Crítica: El Mahler objetivo de Ádám Fischer

Ádám Fischer

Ádám Fischer

ORQUESTA SINFÓNICA DE DÜSSELDORF.

Programa: Novena sinfonía de Gustav Mahler. Direc­tor: Ádám Fischer. ­Lu­gar: Palau de la Música. Entrada: Alrededor de 1750 personas (prácticamente lleno). Fecha: Martes, 15 enero 2019.

En apenas tres días Valencia ha escuchado dos sinfonías de Mahler: la Cuarta el sábado en el Palau de les Arts y la Novena el martes en el Palau de la Música. Ha pasado del apacible Mi mayor que cierra la feliz Cuarta al desmoronamiento absoluto de la Novena. Interpretaciones divergentes de dos obras excepcionales entre las que media un abismo de solo nueve años. Si la Cuarta es un “correlato idílico de las primeras sinfo­nías” (Deryck Cooke), la Novena refunde, culmi­na y lleva a sus últimas consecuen­cias la vieja e ineludible obsesión de la muerte. “Esta sinfonía es la muerte en persona”, exclamó no sin motivos Alban Berg tras escucharla. Una muerte que, paradó­jicamente, estimula la vida al entrañar tan vivísimo y desesperado anhelo de ella.

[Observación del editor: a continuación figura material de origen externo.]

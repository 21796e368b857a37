use bytes::Bytes;

use crate::commands::executable::Executable;
use crate::commands::CommandParser;
use crate::frame::Frame;
use crate::store::Store;
use crate::Error;

/// Select the Redis logical database having the specified zero-based numeric index. New
/// connections always use the database 0.
///
/// Ref: <https://redis.io/docs/latest/commands/select>
#[derive(Debug, PartialEq)]
pub struct Select {
    /// The GUI clients we tested send this index value as bytes. Since we are not processing this
    /// value, there is no need to convert it to a number for now.
    pub index: Bytes,
}

impl Executable for Select {
    fn exec(self, _store: Store) -> Result<Frame, Error> {
        Ok(Frame::Simple("OK".to_string()))
    }
}

impl TryFrom<&mut CommandParser> for Select {
    type Error = Error;

    fn try_from(parser: &mut CommandParser) -> Result<Self, Self::Error> {
        let index = parser.next_bytes()?;
        Ok(Self { index })
    }
}
//! A compact list encoding: every entry of the list lives back to back in one contiguous byte
//! buffer, with a small self-describing header per entry instead of per-node allocations.
//!
//! ```text
//! [total_bytes][tail_offset][entry_count] [prev_len][type_len][content] ... [0xFF]
//! ```
//!
//! Each entry records the byte length of the entry before it, which is what allows walking the
//! list backwards. Because that field is 1 byte for predecessors shorter than 254 bytes and 5
//! bytes otherwise, changing one entry can change the length of the next one, and so on: see
//! [`cascade::cascade`].
//!
//! Entries are addressed by byte offset. Offsets are only meaningful for the buffer state they
//! were obtained from; any insertion or deletion may move everything after the point of change.
//!
//! A `ZipList` does no locking of its own. Shared use needs one exclusive lock per list, held for
//! each mutating call.

pub mod buffer;
pub mod cascade;
pub mod codec;
mod error;
pub mod mutator;
pub mod navigator;

pub use buffer::ListBuffer;
pub use codec::{Encoding, EntryView, OwnedValue, Value};
pub use error::ZipListError;
pub use navigator::{Entry, Iter, RevIter};

/// A list stored in the compact encoding.
#[derive(Debug, Clone, PartialEq, Eq, Default)]
pub struct ZipList {
    buf: ListBuffer,
}

impl ZipList {
    pub fn new() -> ZipList {
        ZipList {
            buf: ListBuffer::create(),
        }
    }

    pub fn push_head(&mut self, content: &[u8]) -> Result<usize, ZipListError> {
        mutator::insert(&mut self.buf, ListBuffer::first_entry_offset(), content)
    }

    pub fn push_tail(&mut self, content: &[u8]) -> Result<usize, ZipListError> {
        let end = self.buf.end_offset();
        mutator::insert(&mut self.buf, end, content)
    }

    /// Inserts in front of the entry at `offset`. The terminator offset appends.
    pub fn insert_before(&mut self, offset: usize, content: &[u8]) -> Result<usize, ZipListError> {
        mutator::insert(&mut self.buf, offset, content)
    }

    /// Inserts right after the entry at `offset`.
    pub fn insert_after(&mut self, offset: usize, content: &[u8]) -> Result<usize, ZipListError> {
        let at = match navigator::next(&self.buf, offset)? {
            Some(next) => next,
            None => self.buf.end_offset(),
        };
        mutator::insert(&mut self.buf, at, content)
    }

    /// Removes the entry at `offset`, returning the offset its successor now starts at.
    pub fn delete_at(&mut self, offset: usize) -> Result<usize, ZipListError> {
        mutator::delete(&mut self.buf, offset)
    }

    pub fn pop_head(&mut self) -> Result<Option<OwnedValue>, ZipListError> {
        if self.buf.is_empty() {
            return Ok(None);
        }
        self.take(ListBuffer::first_entry_offset()).map(Some)
    }

    pub fn pop_tail(&mut self) -> Result<Option<OwnedValue>, ZipListError> {
        match self.buf.last_entry_offset() {
            Some(tail) => self.take(tail).map(Some),
            None => Ok(None),
        }
    }

    fn take(&mut self, offset: usize) -> Result<OwnedValue, ZipListError> {
        let value = self.get(offset)?.to_owned_value();
        mutator::delete(&mut self.buf, offset)?;
        Ok(value)
    }

    /// The value stored at `offset`.
    pub fn get(&self, offset: usize) -> Result<Value<'_>, ZipListError> {
        let view = navigator::ensure_entry(&self.buf, offset)?;
        Ok(view.value(self.buf.as_bytes()))
    }

    /// Offset of the entry at position `index`. Negative indexes count from the tail, `-1` being
    /// the last entry.
    pub fn index(&self, index: i64) -> Result<Option<usize>, ZipListError> {
        let found = if index >= 0 {
            self.iter().nth(index as usize)
        } else {
            let back = index.unsigned_abs() - 1;
            self.iter_rev().nth(back as usize)
        };
        found.transpose().map(|entry| entry.map(|e| e.offset()))
    }

    pub fn find(&self, content: &[u8]) -> Result<Option<EntryView>, ZipListError> {
        navigator::find(&self.buf, content)
    }

    /// See [`navigator::find_from`].
    pub fn find_from(
        &self,
        offset: usize,
        content: &[u8],
        skip: usize,
    ) -> Result<Option<EntryView>, ZipListError> {
        navigator::find_from(&self.buf, offset, content, skip)
    }

    pub fn next(&self, offset: usize) -> Result<Option<usize>, ZipListError> {
        navigator::next(&self.buf, offset)
    }

    pub fn prev(&self, offset: usize) -> Result<Option<usize>, ZipListError> {
        navigator::prev(&self.buf, offset)
    }

    /// Number of entries. Only walks the list when the header count has saturated.
    pub fn len(&self) -> Result<usize, ZipListError> {
        match self.buf.entry_count() {
            u16::MAX => navigator::count(&self.buf),
            count => Ok(usize::from(count)),
        }
    }

    pub fn is_empty(&self) -> bool {
        self.buf.is_empty()
    }

    /// Size of the encoded buffer in bytes.
    pub fn blob_len(&self) -> usize {
        self.buf.total_bytes()
    }

    pub fn iter(&self) -> Iter<'_> {
        Iter::new(&self.buf)
    }

    pub fn iter_rev(&self) -> RevIter<'_> {
        RevIter::new(&self.buf)
    }

    /// Forward iteration starting at the entry at `offset`.
    pub fn iter_from(&self, offset: usize) -> Result<Iter<'_>, ZipListError> {
        Iter::from_offset(&self.buf, offset)
    }

    /// Backward iteration starting at the entry at `offset`.
    pub fn iter_rev_from(&self, offset: usize) -> Result<RevIter<'_>, ZipListError> {
        RevIter::from_offset(&self.buf, offset)
    }

    pub fn as_bytes(&self) -> &[u8] {
        self.buf.as_bytes()
    }

    pub fn buffer(&self) -> &ListBuffer {
        &self.buf
    }
}

impl TryFrom<Vec<u8>> for ZipList {
    type Error = ZipListError;

    /// Adopts an encoded buffer after checking it end to end.
    fn try_from(bytes: Vec<u8>) -> Result<Self, Self::Error> {
        navigator::validate(&bytes)?;
        Ok(ZipList {
            buf: ListBuffer::from_vec(bytes),
        })
    }
}

impl From<ZipList> for Vec<u8> {
    fn from(list: ZipList) -> Self {
        list.buf.into_vec()
    }
}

Ádám Fischer (Budapest, 1949), alumno de Hans Swarowsky en Viena y maestro de méritos bien demostrados a lo largo de una carrera sólida trufada de acontecimientos, eludió el mundo fracturado y desolado que enmarca y alienta la Novena de Mahler y optó por una visión objetiva y exenta de morbidez y tragedia. Más analítica y reflexiva que turbada o inquietante. Casi más bruckneriana que mahleriana. Fue, ¡cómo no!, una lectura de inatacable solvencia conceptual, nacida de un verdadero y experto maestro, cuya intachable honorabilidad artística y profesional están fuera de dudas después de tantos y tantos años de oficio siempre ejemplar.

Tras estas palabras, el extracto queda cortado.